### Problem requirements
Show me each line of the listing below where the word "crate" appears.

Material to process below:

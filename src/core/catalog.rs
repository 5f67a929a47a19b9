use crate::core::asset::{SECURITY_REVIEW_PROMPT_NAME, SECURITY_REVIEW_PROMPT_PATH};
use crate::core::PromptAsset;
use crate::utils::error::{PromptError, Result};

/// Named prompt assets. Later registrations replace earlier ones with the
/// same name; listing order is registration order.
#[derive(Debug, Clone, Default)]
pub struct PromptCatalog {
    assets: Vec<PromptAsset>,
}

impl PromptCatalog {
    pub fn new() -> Self {
        Self::default()
    }

    pub fn builtin() -> Self {
        let mut catalog = Self::new();
        catalog.register(PromptAsset::new(
            SECURITY_REVIEW_PROMPT_NAME,
            SECURITY_REVIEW_PROMPT_PATH,
        ));
        catalog
    }

    pub fn register(&mut self, asset: PromptAsset) {
        match self.assets.iter_mut().find(|a| a.name == asset.name) {
            Some(existing) => {
                tracing::debug!(
                    "Prompt '{}' re-registered: {} -> {}",
                    asset.name,
                    existing.path,
                    asset.path
                );
                *existing = asset;
            }
            None => self.assets.push(asset),
        }
    }

    pub fn get(&self, name: &str) -> Result<&PromptAsset> {
        self.assets
            .iter()
            .find(|a| a.name == name)
            .ok_or_else(|| PromptError::UnknownPrompt {
                name: name.to_string(),
                known: self.names().map(str::to_string).collect(),
            })
    }

    pub fn names(&self) -> impl Iterator<Item = &str> {
        self.assets.iter().map(|a| a.name.as_str())
    }
}
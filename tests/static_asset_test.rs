use prompt_assets::{
    load_text, security_review_prompt, security_review_prompt_path, PromptError,
    EMBEDDED_SECURITY_REVIEW_PROMPT, SECURITY_REVIEW_PROMPT, SECURITY_REVIEW_PROMPT_PATH,
};
use std::path::Path;
use tempfile::TempDir;

#[test]
fn test_prompt_equals_file_contents() {
    let expected = std::fs::read(security_review_prompt_path()).unwrap();
    let text = security_review_prompt().unwrap();

    assert_eq!(text.as_bytes(), expected.as_slice());
    assert_eq!(*SECURITY_REVIEW_PROMPT, text);
    assert_eq!(EMBEDDED_SECURITY_REVIEW_PROMPT, text);
}

#[test]
fn test_prompt_path_is_independent_of_working_directory() {
    let path = security_review_prompt_path();
    assert!(path.is_absolute());
    assert!(path.starts_with(env!("CARGO_MANIFEST_DIR")));
    assert!(path.ends_with(Path::new(SECURITY_REVIEW_PROMPT_PATH)));
}

#[test]
fn test_repeated_access_returns_same_value() {
    let handles: Vec<_> = (0..4)
        .map(|_| std::thread::spawn(|| security_review_prompt().unwrap()))
        .collect();
    let first = security_review_prompt().unwrap();

    for handle in handles {
        assert!(std::ptr::eq(handle.join().unwrap(), first));
    }
}

#[test]
fn test_prompt_is_a_markdown_document() {
    let text = security_review_prompt().unwrap();
    assert!(text.starts_with("# "));
    assert!(!text.trim().is_empty());
}

#[test]
fn test_hello_world_round_trip() {
    let temp_dir = TempDir::new().unwrap();
    let path = temp_dir.path().join("hello.md");
    std::fs::write(&path, "Hello, world!").unwrap();

    assert_eq!(load_text(&path).unwrap(), "Hello, world!");
}

#[test]
fn test_deleted_file_errors_instead_of_empty_value() {
    let temp_dir = TempDir::new().unwrap();
    let path = temp_dir.path().join("hello.md");
    std::fs::write(&path, "Hello, world!").unwrap();
    std::fs::remove_file(&path).unwrap();

    let err = load_text(&path).unwrap_err();
    assert!(matches!(err, PromptError::NotFound { .. }));
    assert_eq!(err.exit_code(), 2);
}

#[test]
fn test_invalid_utf8_is_decode_error() {
    let temp_dir = TempDir::new().unwrap();
    let path = temp_dir.path().join("broken.md");
    std::fs::write(&path, [0x48, 0x69, 0xFF, 0xFE]).unwrap();

    let err = load_text(&path).unwrap_err();
    assert!(matches!(err, PromptError::Decode { .. }));
    assert!(err.user_friendly_message().contains("not valid UTF-8"));
}
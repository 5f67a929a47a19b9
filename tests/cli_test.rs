#![cfg(feature = "cli")]

use clap::Parser;
use prompt_assets::app::cat;
use prompt_assets::{
    security_review_prompt, CliConfig, PromptError, EMBEDDED_SECURITY_REVIEW_PROMPT,
};
use std::io::{self, Write};
use tempfile::TempDir;

fn run_cli(args: &[&str]) -> prompt_assets::Result<String> {
    let cli = CliConfig::try_parse_from(std::iter::once("prompt-cat").chain(args.iter().copied()))
        .expect("arguments should parse");
    let mut out = Vec::new();
    cat::run(&cli, &mut out)?;
    Ok(String::from_utf8(out).unwrap())
}

struct ClosedPipe;

impl Write for ClosedPipe {
    fn write(&mut self, _buf: &[u8]) -> io::Result<usize> {
        Err(io::Error::from(io::ErrorKind::BrokenPipe))
    }

    fn flush(&mut self) -> io::Result<()> {
        Err(io::Error::from(io::ErrorKind::BrokenPipe))
    }
}

#[test]
fn test_default_prints_prompt_verbatim() {
    let output = run_cli(&[]).unwrap();
    assert_eq!(output, security_review_prompt().unwrap());
}

#[test]
fn test_no_trailing_newline_is_added() {
    let temp_dir = TempDir::new().unwrap();
    std::fs::create_dir_all(temp_dir.path().join("prompts")).unwrap();
    std::fs::write(
        temp_dir
            .path()
            .join("prompts/security-review-rest-api.prompt.md"),
        "Hello, world!",
    )
    .unwrap();

    let root = temp_dir.path().to_str().unwrap();
    assert_eq!(run_cli(&["--root", root]).unwrap(), "Hello, world!");
}

#[test]
fn test_json_output_shape() {
    let output = run_cli(&["--json"]).unwrap();
    assert!(output.ends_with("}\n"));

    let value: serde_json::Value = serde_json::from_str(&output).unwrap();
    assert_eq!(value["name"], "security-review-rest-api");
    assert_eq!(value["text"], security_review_prompt().unwrap());
    assert!(value["path"]
        .as_str()
        .unwrap()
        .ends_with("security-review-rest-api.prompt.md"));
}

#[test]
fn test_list_prints_builtin_and_configured_names() {
    assert_eq!(run_cli(&["--list"]).unwrap(), "security-review-rest-api\n");

    let temp_dir = TempDir::new().unwrap();
    let config_path = temp_dir.path().join("prompts.toml");
    std::fs::write(
        &config_path,
        "[[prompts]]\nname = \"threat-model\"\npath = \"prompts/threat-model.prompt.md\"\n",
    )
    .unwrap();

    let output = run_cli(&["--list", "--config", config_path.to_str().unwrap()]).unwrap();
    assert_eq!(output, "security-review-rest-api\nthreat-model\n");
}

#[test]
fn test_embedded_prints_compiled_copy() {
    assert_eq!(
        run_cli(&["--embedded"]).unwrap(),
        EMBEDDED_SECURITY_REVIEW_PROMPT
    );
}

#[test]
fn test_embedded_honors_json() {
    let output = run_cli(&["--embedded", "--json"]).unwrap();
    let value: serde_json::Value = serde_json::from_str(&output).unwrap();
    assert_eq!(value["name"], "security-review-rest-api");
    assert_eq!(value["text"], EMBEDDED_SECURITY_REVIEW_PROMPT);
}

#[test]
fn test_embedded_rejects_other_names() {
    let err = run_cli(&["--embedded", "--json", "--name", "nope"]).unwrap_err();
    match &err {
        PromptError::UnknownPrompt { name, known } => {
            assert_eq!(name, "nope");
            assert_eq!(known, &vec!["security-review-rest-api".to_string()]);
        }
        other => panic!("expected UnknownPrompt, got {:?}", other),
    }
    assert_eq!(err.exit_code(), 2);
}

#[test]
fn test_unknown_name_exits_with_two() {
    let err = run_cli(&["--name", "nope", "--json"]).unwrap_err();
    assert!(matches!(err, PromptError::UnknownPrompt { .. }));
    assert_eq!(err.exit_code(), 2);
}

#[test]
fn test_invalid_config_file_exits_with_one() {
    let temp_dir = TempDir::new().unwrap();
    let config_path = temp_dir.path().join("prompts.toml");
    std::fs::write(&config_path, "[assets\nroot = 1").unwrap();

    let err = run_cli(&["--config", config_path.to_str().unwrap()]).unwrap_err();
    assert!(matches!(err, PromptError::ConfigError { .. }));
    assert_eq!(err.exit_code(), 1);
}

#[test]
fn test_blank_name_exits_with_one() {
    let err = run_cli(&["--name", "  "]).unwrap_err();
    assert!(matches!(err, PromptError::InvalidConfigValueError { .. }));
    assert_eq!(err.exit_code(), 1);
}

#[test]
fn test_missing_asset_under_root_exits_with_two() {
    let temp_dir = TempDir::new().unwrap();
    let err = run_cli(&["--root", temp_dir.path().to_str().unwrap()]).unwrap_err();
    assert!(matches!(err, PromptError::NotFound { .. }));
    assert_eq!(err.exit_code(), 2);
}

#[test]
fn test_closed_output_is_not_a_failure() {
    let cli = CliConfig::parse_from(["prompt-cat"]);
    let err = cat::run(&cli, &mut ClosedPipe).unwrap_err();
    assert!(err.is_broken_pipe());
    assert_eq!(err.exit_code(), 0);

    let json_cli = CliConfig::parse_from(["prompt-cat", "--json"]);
    let err = cat::run(&json_cli, &mut ClosedPipe).unwrap_err();
    assert!(err.is_broken_pipe());
}
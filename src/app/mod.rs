// Application layer: the `prompt-cat` command, kept out of main.rs so it can
// write into any sink.

pub mod cat;
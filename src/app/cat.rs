use crate::config::toml_config::PromptConfig;
use crate::config::CliConfig;
use crate::core::asset::{
    security_review_prompt_path, EMBEDDED_SECURITY_REVIEW_PROMPT, SECURITY_REVIEW_PROMPT_NAME,
};
use crate::utils::error::{PromptError, Result};
use crate::utils::validation::Validate;
use crate::{LoadedPrompt, LocalStorage, PromptLoader};
use std::io::Write;
use std::path::PathBuf;

/// Validates `cli` and writes the requested output to `out`.
pub fn run<W: Write>(cli: &CliConfig, out: &mut W) -> Result<()> {
    cli.validate()?;

    if cli.embedded {
        if cli.name != SECURITY_REVIEW_PROMPT_NAME {
            return Err(PromptError::UnknownPrompt {
                name: cli.name.clone(),
                known: vec![SECURITY_REVIEW_PROMPT_NAME.to_string()],
            });
        }
        let prompt = LoadedPrompt {
            name: SECURITY_REVIEW_PROMPT_NAME.to_string(),
            path: security_review_prompt_path(),
            text: EMBEDDED_SECURITY_REVIEW_PROMPT.to_string(),
        };
        return write_prompt(cli, &prompt, out);
    }

    let file_config = match &cli.config {
        Some(path) => {
            tracing::info!("📁 Loading configuration from: {}", path);
            let config = PromptConfig::from_file(path)?;
            config.validate()?;
            config
        }
        None => PromptConfig::default(),
    };

    let catalog = file_config.catalog();
    if cli.list {
        for name in catalog.names() {
            writeln!(out, "{}", name)?;
        }
        out.flush()?;
        return Ok(());
    }

    let root = cli
        .root
        .as_ref()
        .map(PathBuf::from)
        .unwrap_or_else(|| file_config.asset_root());
    let loader = PromptLoader::new(LocalStorage::new(root));
    let prompt = loader.load(catalog.get(&cli.name)?)?;

    write_prompt(cli, &prompt, out)
}

fn write_prompt<W: Write>(cli: &CliConfig, prompt: &LoadedPrompt, out: &mut W) -> Result<()> {
    if cli.json {
        // Serialize up front so write failures surface as I/O errors.
        let json = serde_json::to_string_pretty(prompt)?;
        writeln!(out, "{}", json)?;
    } else {
        out.write_all(prompt.text.as_bytes())?;
    }
    out.flush()?;
    Ok(())
}
use tracing_subscriber::{layer::SubscriberExt, util::SubscriberInitExt, EnvFilter};

fn default_filter(verbose: bool) -> EnvFilter {
    EnvFilter::try_from_default_env().unwrap_or_else(|_| {
        if verbose {
            EnvFilter::new("prompt_assets=debug,info")
        } else {
            EnvFilter::new("prompt_assets=info")
        }
    })
}

/// Logs go to stderr so stdout carries only prompt text.
pub fn init_cli_logger(verbose: bool) {
    tracing_subscriber::registry()
        .with(default_filter(verbose))
        .with(
            tracing_subscriber::fmt::layer()
                .with_writer(std::io::stderr)
                .with_target(false)
                .with_thread_ids(false)
                .with_file(false)
                .with_line_number(false)
                .compact(),
        )
        .init();
}

pub fn init_json_logger() {
    tracing_subscriber::registry()
        .with(default_filter(false))
        .with(
            tracing_subscriber::fmt::layer()
                .with_writer(std::io::stderr)
                .with_target(false)
                .with_thread_ids(false)
                .with_file(false)
                .with_line_number(false)
                .json(),
        )
        .init();
}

End of Material to process.

### Completed exercise
use crate::core::asset::{SECURITY_REVIEW_PROMPT_NAME, SECURITY_REVIEW_PROMPT_PATH};
use crate::core::PromptAsset;
use crate::utils::error::{PromptError, Result};
use crate::config::toml_config::PromptConfig;
use crate::config::CliConfig;
use crate::core::asset::{
use crate::utils::error::{PromptError, Result};
use crate::utils::validation::Validate;
use crate::{LoadedPrompt, LocalStorage, PromptLoader};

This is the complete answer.